BEGIN Source material

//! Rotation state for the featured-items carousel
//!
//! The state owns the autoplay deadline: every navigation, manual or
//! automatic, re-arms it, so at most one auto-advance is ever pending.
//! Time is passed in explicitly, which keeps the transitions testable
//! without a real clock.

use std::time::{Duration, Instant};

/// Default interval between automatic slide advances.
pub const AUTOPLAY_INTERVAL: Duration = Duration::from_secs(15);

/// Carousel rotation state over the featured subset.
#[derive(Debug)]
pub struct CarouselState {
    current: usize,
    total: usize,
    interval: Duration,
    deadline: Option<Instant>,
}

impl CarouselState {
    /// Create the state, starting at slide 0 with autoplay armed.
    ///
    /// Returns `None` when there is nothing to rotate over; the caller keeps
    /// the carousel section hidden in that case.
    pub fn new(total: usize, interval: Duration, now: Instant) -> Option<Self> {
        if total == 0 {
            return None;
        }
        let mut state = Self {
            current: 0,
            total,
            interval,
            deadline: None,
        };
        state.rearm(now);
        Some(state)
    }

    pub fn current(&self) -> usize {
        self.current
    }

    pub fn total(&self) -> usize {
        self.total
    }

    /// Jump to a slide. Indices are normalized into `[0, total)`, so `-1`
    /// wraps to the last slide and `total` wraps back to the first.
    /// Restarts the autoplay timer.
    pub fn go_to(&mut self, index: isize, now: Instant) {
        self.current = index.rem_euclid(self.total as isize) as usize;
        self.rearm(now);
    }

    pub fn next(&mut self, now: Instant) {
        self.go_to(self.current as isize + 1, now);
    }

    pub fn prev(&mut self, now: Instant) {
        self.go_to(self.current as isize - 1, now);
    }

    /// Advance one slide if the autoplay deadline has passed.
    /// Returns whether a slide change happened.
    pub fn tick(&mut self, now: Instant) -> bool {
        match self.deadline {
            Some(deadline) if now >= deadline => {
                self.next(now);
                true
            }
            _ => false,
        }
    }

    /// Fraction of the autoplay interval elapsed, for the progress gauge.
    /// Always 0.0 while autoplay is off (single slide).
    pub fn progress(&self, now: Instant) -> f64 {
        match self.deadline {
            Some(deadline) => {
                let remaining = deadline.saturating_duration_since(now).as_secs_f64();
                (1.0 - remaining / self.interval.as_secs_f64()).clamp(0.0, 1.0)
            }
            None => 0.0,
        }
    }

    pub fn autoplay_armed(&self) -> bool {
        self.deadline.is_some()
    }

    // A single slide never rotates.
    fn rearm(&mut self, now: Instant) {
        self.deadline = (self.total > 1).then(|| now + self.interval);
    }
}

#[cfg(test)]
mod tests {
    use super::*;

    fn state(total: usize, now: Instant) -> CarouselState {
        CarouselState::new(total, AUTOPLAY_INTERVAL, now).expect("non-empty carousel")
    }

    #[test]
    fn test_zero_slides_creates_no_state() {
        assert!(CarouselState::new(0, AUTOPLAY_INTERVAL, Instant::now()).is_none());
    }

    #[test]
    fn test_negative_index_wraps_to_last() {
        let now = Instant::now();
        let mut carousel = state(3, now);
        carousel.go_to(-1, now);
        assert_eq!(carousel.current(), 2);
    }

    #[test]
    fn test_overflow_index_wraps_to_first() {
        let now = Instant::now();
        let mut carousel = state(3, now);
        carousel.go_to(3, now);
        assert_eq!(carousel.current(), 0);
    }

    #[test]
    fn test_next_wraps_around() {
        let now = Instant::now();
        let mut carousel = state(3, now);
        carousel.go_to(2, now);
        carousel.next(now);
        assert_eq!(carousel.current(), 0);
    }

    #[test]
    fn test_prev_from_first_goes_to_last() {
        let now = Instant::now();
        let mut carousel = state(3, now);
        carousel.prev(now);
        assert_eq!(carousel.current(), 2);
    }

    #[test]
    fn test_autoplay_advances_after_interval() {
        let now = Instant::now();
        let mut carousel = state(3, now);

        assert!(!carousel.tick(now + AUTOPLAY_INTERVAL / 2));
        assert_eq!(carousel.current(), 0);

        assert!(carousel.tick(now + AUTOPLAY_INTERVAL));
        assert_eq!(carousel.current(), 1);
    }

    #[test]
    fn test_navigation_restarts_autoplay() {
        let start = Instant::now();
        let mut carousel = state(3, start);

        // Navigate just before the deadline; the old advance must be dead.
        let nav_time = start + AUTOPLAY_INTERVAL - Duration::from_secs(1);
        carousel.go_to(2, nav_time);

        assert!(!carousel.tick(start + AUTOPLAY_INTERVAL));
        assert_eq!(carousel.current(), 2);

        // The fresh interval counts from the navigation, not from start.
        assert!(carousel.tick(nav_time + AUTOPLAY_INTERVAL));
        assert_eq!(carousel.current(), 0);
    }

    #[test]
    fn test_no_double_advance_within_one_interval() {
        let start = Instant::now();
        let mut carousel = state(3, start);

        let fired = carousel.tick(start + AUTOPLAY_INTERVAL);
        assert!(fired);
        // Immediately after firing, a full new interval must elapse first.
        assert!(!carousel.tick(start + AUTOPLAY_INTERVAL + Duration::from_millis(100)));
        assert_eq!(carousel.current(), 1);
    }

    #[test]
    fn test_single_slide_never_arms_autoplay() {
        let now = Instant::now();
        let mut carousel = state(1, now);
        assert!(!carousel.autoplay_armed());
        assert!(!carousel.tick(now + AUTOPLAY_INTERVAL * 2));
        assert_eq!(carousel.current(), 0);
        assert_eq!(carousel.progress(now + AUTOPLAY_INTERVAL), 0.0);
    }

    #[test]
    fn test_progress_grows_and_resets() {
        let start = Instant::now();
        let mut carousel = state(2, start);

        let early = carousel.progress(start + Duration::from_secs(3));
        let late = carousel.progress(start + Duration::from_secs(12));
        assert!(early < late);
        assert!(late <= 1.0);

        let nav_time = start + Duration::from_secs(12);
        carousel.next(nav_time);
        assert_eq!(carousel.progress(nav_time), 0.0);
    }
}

END Source material
BEGIN Source material

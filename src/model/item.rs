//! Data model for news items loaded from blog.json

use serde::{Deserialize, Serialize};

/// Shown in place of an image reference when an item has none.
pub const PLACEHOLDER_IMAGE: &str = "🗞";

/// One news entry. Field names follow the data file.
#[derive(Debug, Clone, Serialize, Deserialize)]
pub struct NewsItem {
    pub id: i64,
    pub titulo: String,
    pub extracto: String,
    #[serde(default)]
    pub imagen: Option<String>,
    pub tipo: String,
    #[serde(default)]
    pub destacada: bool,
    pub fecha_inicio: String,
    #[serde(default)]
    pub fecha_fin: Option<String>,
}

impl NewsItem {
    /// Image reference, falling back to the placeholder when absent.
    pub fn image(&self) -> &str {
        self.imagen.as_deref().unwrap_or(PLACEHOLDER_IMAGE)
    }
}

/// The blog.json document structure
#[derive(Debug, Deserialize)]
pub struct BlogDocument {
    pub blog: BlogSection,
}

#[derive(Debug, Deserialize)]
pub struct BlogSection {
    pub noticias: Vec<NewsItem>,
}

END Source material

_Exercise prompt_
Retype only this portion of the data above: the line containing "the featured-items carousel", the line containing "let mut state", and all lines between them, exactly.

_Answer section_
//! Rotation state for the featured-items carousel
//!
//! The state owns the autoplay deadline: every navigation, manual or
//! automatic, re-arms it, so at most one auto-advance is ever pending.
//! Time is passed in explicitly, which keeps the transitions testable
//! without a real clock.

use std::time::{Duration, Instant};

/// Default interval between automatic slide advances.
pub const AUTOPLAY_INTERVAL: Duration = Duration::from_secs(15);

/// Carousel rotation state over the featured subset.
#[derive(Debug)]
pub struct CarouselState {
    current: usize,
    total: usize,
    interval: Duration,
    deadline: Option<Instant>,
}

impl CarouselState {
    /// Create the state, starting at slide 0 with autoplay armed.
    ///
    /// Returns `None` when there is nothing to rotate over; the caller keeps
    /// the carousel section hidden in that case.
    pub fn new(total: usize, interval: Duration, now: Instant) -> Option<Self> {
        if total == 0 {
            return None;
        }
        let mut state = Self {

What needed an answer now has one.